[Records contained in a dataset]
═══
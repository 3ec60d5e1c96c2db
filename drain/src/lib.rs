//! Safely removes the workloads from the Kubernetes Nodes of a nodegroup, similar to running `kubectl drain`
//! against each of them.
pub mod client;
pub mod cordon;
pub mod evictor;
pub mod nodegroup;

#[cfg(test)]
mod test_util;

pub use client::{DrainClient, K8SDrainClient};
pub use evictor::{DaemonSetRef, Evictor, EvictorConfig, K8SEvictor};
pub use nodegroup::{DrainError, DrainerConfig, NodeGroupDrainer};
═══
In full and verbatim, transcribe the data.

Written reply:
repository 3ec60d5e1c96c2db
filename drain/src/lib.rs
//! Safely removes the workloads from the Kubernetes Nodes of a nodegroup, similar to running `kubectl drain`
//! against each of them.
pub mod client;
pub mod cordon;
pub mod evictor;
pub mod nodegroup;

#[cfg(test)]
mod test_util;

pub use client::{DrainClient, K8SDrainClient};
pub use evictor::{DaemonSetRef, Evictor, EvictorConfig, K8SEvictor};
pub use nodegroup::{DrainError, DrainerConfig, NodeGroupDrainer};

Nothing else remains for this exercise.